Traffic encryption is a mechanism of securing the exchange of traffic between CPE devices through links. For example, you can encrypt traffic that is transmitted over unsecured connections.
The controller automatically generates keys for encrypting and decrypting traffic and sends the keys to CPE devices. Traffic is encrypted on the source CPE device using the encryption key. The destination CPE device decrypts the traffic using the decryption key.
The keys are regularly updated to deprive third parties of the opportunity to encrypt or decrypt the transmitted traffic if a key is intercepted. You can specify the length of time after which the keys are updated on CPE devices using the topology.link.encryption.key.update.interval.minutes controller property.
Traffic encryption is supported only on CPE devices running Kaspersky SD-WAN software.

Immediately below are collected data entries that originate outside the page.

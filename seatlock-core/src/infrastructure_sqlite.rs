//! SQLite-backed snapshot export.
//! Writes the latest state of every seat to a table so external tools can
//! inspect it. Nothing is read back at startup.
//!
//! Enable with the `sqlite` feature flag:
//! ```toml
//! seatlock-core = { path = "../seatlock-core", features = ["sqlite"] }
//! ```

use rusqlite::{params, Connection};

use crate::error::ExportError;
use crate::infrastructure::SnapshotSink;
use crate::types::Snapshot;

/// A snapshot sink backed by SQLite.
///
/// Uses WAL mode so readers can inspect the file while the server writes.
pub struct SqliteSnapshotSink {
    conn: Connection,
}

impl SqliteSnapshotSink {
    /// Open (or create) a SQLite database at the given path.
    pub fn open(path: &str) -> Result<Self, rusqlite::Error> {
        let conn = Connection::open(path)?;

        conn.pragma_update(None, "journal_mode", "WAL")?;
        conn.pragma_update(None, "synchronous", "NORMAL")?;

        Self::with_connection(conn)
    }

    pub fn open_in_memory() -> Result<Self, rusqlite::Error> {
        Self::with_connection(Connection::open_in_memory()?)
    }

    fn with_connection(conn: Connection) -> Result<Self, rusqlite::Error> {
        conn.execute_batch(
            "CREATE TABLE IF NOT EXISTS seats (
                seat_id     TEXT PRIMARY KEY,
                state       TEXT NOT NULL,
                owner       TEXT,
                expires_at  INTEGER,
                taken_at    INTEGER NOT NULL
            );
            CREATE INDEX IF NOT EXISTS idx_seats_state ON seats(state);

            CREATE TABLE IF NOT EXISTS exports (
                taken_at INTEGER NOT NULL,
                summary  TEXT NOT NULL
            );",
        )?;
        Ok(Self { conn })
    }
}

impl SnapshotSink for SqliteSnapshotSink {
    fn write(&mut self, snapshot: &Snapshot) -> Result<(), ExportError> {
        let summary = serde_json::to_string(&snapshot.summary())?;

        let tx = self.conn.transaction()?;
        {
            let mut upsert = tx.prepare(
                "INSERT INTO seats (seat_id, state, owner, expires_at, taken_at)
                 VALUES (?1, ?2, ?3, ?4, ?5)
                 ON CONFLICT(seat_id) DO UPDATE SET
                    state = excluded.state,
                    owner = excluded.owner,
                    expires_at = excluded.expires_at,
                    taken_at = excluded.taken_at",
            )?;
            for (seat_id, view) in &snapshot.seats {
                upsert.execute(params![
                    seat_id,
                    view.state.to_string(),
                    view.owner,
                    view.expires_at,
                    snapshot.taken_at,
                ])?;
            }
        }
        tx.execute(
            "INSERT INTO exports (taken_at, summary) VALUES (?1, ?2)",
            params![snapshot.taken_at, summary],
        )?;
        tx.commit()?;
        Ok(())
    }
}

#[cfg(test)]
mod tests {
    use super::*;
    use crate::infrastructure::SeatStore;
    use crate::infrastructure_in_memory::InMemorySeatStore;

    fn row(sink: &SqliteSnapshotSink, seat_id: &str) -> (String, Option<String>, Option<u64>) {
        sink.conn
            .query_row(
                "SELECT state, owner, expires_at FROM seats WHERE seat_id = ?1",
                params![seat_id],
                |row| Ok((row.get(0)?, row.get(1)?, row.get(2)?)),
            )
            .unwrap()
    }

    #[test]
    fn test_sqlite_sink_upserts_latest_state() {
        let mut store = InMemorySeatStore::with_numbered_seats(3);
        let mut sink = SqliteSnapshotSink::open_in_memory().unwrap();

        store.lock("1", "alice", 1000, 60_000).unwrap();
        sink.write(&store.snapshot(1000)).unwrap();
        assert_eq!(
            row(&sink, "1"),
            ("locked".to_string(), Some("alice".to_string()), Some(61_000))
        );

        store.confirm("1", "alice", 2000).unwrap();
        sink.write(&store.snapshot(2000)).unwrap();
        assert_eq!(
            row(&sink, "1"),
            ("booked".to_string(), Some("alice".to_string()), None)
        );
        assert_eq!(row(&sink, "3"), ("available".to_string(), None, None));

        let seats: i64 = sink
            .conn
            .query_row("SELECT COUNT(*) FROM seats", [], |row| row.get(0))
            .unwrap();
        let exports: i64 = sink
            .conn
            .query_row("SELECT COUNT(*) FROM exports", [], |row| row.get(0))
            .unwrap();
        assert_eq!((seats, exports), (3, 2));
    }
}
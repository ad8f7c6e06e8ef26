//! Single-seat state machine.
//!
//! `Available -> Locked -> Booked`, with `Locked -> Available` on expiry or
//! unlock. Every transition either succeeds completely or leaves the seat
//! untouched; the only mutation on a failure path is reclaiming a lock whose
//! deadline has already passed.

use crate::error::{ConflictReason, DeniedAction, ReservationError};
use crate::types::{Booking, LockGrant, Principal, SeatStatus, SeatView, UnlockOutcome};

/// What an expiry timer found when it fired
#[derive(Debug, Clone, Copy, PartialEq, Eq)]
pub enum ExpiryCheck {
    /// The lock it was armed for lapsed and the seat is available again
    Released,
    /// Same lock, but the deadline is still ahead (timer fired early)
    NotDue { remaining_ms: u64 },
    /// The seat moved on; nothing to do
    Stale,
}

#[derive(Debug, Clone, PartialEq, Eq)]
pub struct Seat {
    id: String,
    status: SeatStatus,
}

impl Seat {
    pub fn new(id: impl Into<String>) -> Self {
        Self {
            id: id.into(),
            status: SeatStatus::Available,
        }
    }

    pub fn id(&self) -> &str {
        &self.id
    }

    pub fn status(&self) -> &SeatStatus {
        &self.status
    }

    pub fn view(&self) -> SeatView {
        SeatView::from(&self.status)
    }

    /// Resets a lock whose deadline is at or before `now`.
    /// Returns the owner who lost it.
    pub fn reclaim_if_expired(&mut self, now: u64) -> Option<String> {
        if !self.status.is_due(now) {
            return None;
        }
        std::mem::replace(&mut self.status, SeatStatus::Available).into_owner()
    }

    pub fn lock(
        &mut self,
        user_id: &str,
        now: u64,
        duration_ms: u64,
    ) -> Result<LockGrant, ReservationError> {
        if user_id.is_empty() {
            return Err(ReservationError::InvalidRequest {
                reason: "user id must not be empty".to_string(),
            });
        }

        self.reclaim_if_expired(now);

        match &self.status {
            SeatStatus::Booked { .. } => Err(self.conflict(ConflictReason::AlreadyBooked)),
            SeatStatus::Locked { .. } => Err(self.conflict(ConflictReason::LockedByOther)),
            SeatStatus::Available => {
                let expires_at = now.saturating_add(duration_ms);
                self.status = SeatStatus::Locked {
                    owner: user_id.to_string(),
                    expires_at,
                };
                Ok(LockGrant {
                    seat_id: self.id.clone(),
                    owner: user_id.to_string(),
                    expires_at,
                })
            }
        }
    }

    pub fn confirm(&mut self, user_id: &str, now: u64) -> Result<Booking, ReservationError> {
        let deadline = match &self.status {
            SeatStatus::Booked { .. } => return Err(self.conflict(ConflictReason::AlreadyBooked)),
            SeatStatus::Available => {
                return Err(ReservationError::InvalidState {
                    seat_id: self.id.clone(),
                });
            }
            SeatStatus::Locked { owner, expires_at } => {
                if owner != user_id {
                    return Err(ReservationError::Forbidden {
                        seat_id: self.id.clone(),
                        action: DeniedAction::Confirm,
                    });
                }
                *expires_at
            }
        };

        if self.reclaim_if_expired(now).is_some() {
            return Err(ReservationError::Expired {
                seat_id: self.id.clone(),
                expired_at: deadline,
            });
        }

        self.status = SeatStatus::Booked {
            owner: user_id.to_string(),
        };
        Ok(Booking {
            seat_id: self.id.clone(),
            owner: user_id.to_string(),
        })
    }

    /// Clears a lock held by `principal` (or any lock, for an admin).
    /// A seat that is available or booked is left as is.
    pub fn unlock(&mut self, principal: &Principal) -> Result<UnlockOutcome, ReservationError> {
        if let Some(owner) = self.status.owner() {
            if !principal.may_release(owner) {
                return Err(ReservationError::Forbidden {
                    seat_id: self.id.clone(),
                    action: DeniedAction::Unlock,
                });
            }
        }

        let previous_owner = match self.status {
            SeatStatus::Locked { .. } => {
                std::mem::replace(&mut self.status, SeatStatus::Available).into_owner()
            }
            _ => None,
        };

        Ok(UnlockOutcome {
            seat_id: self.id.clone(),
            released: previous_owner.is_some(),
            previous_owner,
        })
    }

    /// Expiry timer callback. Acts only if the seat still holds the lock
    /// whose deadline the timer captured.
    pub fn expire(&mut self, captured_deadline: u64, now: u64) -> ExpiryCheck {
        match self.status.expires_at() {
            Some(deadline) if deadline == captured_deadline => {
                if self.reclaim_if_expired(now).is_some() {
                    ExpiryCheck::Released
                } else {
                    ExpiryCheck::NotDue {
                        remaining_ms: deadline.saturating_sub(now),
                    }
                }
            }
            _ => ExpiryCheck::Stale,
        }
    }

    fn conflict(&self, reason: ConflictReason) -> ReservationError {
        ReservationError::Conflict {
            seat_id: self.id.clone(),
            reason,
            held_by: match reason {
                ConflictReason::LockedByOther => self.status.owner().map(str::to_string),
                ConflictReason::AlreadyBooked => None,
            },
            expires_at: self.status.expires_at(),
        }
    }
}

If traffic encryption is enabled on a CPE device, all outbound links that involve this CPE device send encrypted traffic (including new links that will be established later). If traffic encryption is disabled on a CPE device, it sends unencrypted traffic. If you disable traffic encryption on a CPE device that had been encrypting its outgoing traffic, the keys generated by the SD-WAN Controller for encrypting and decrypting traffic are deleted from all related CPE devices.
You can also enable or disable traffic encryption on links. For example, you can enable traffic encryption on a CPE device, but disable it on a link built with the participation of this CPE device. When enabling or disabling traffic encryption on a link, you need to configure the opposite-direction link in the same way.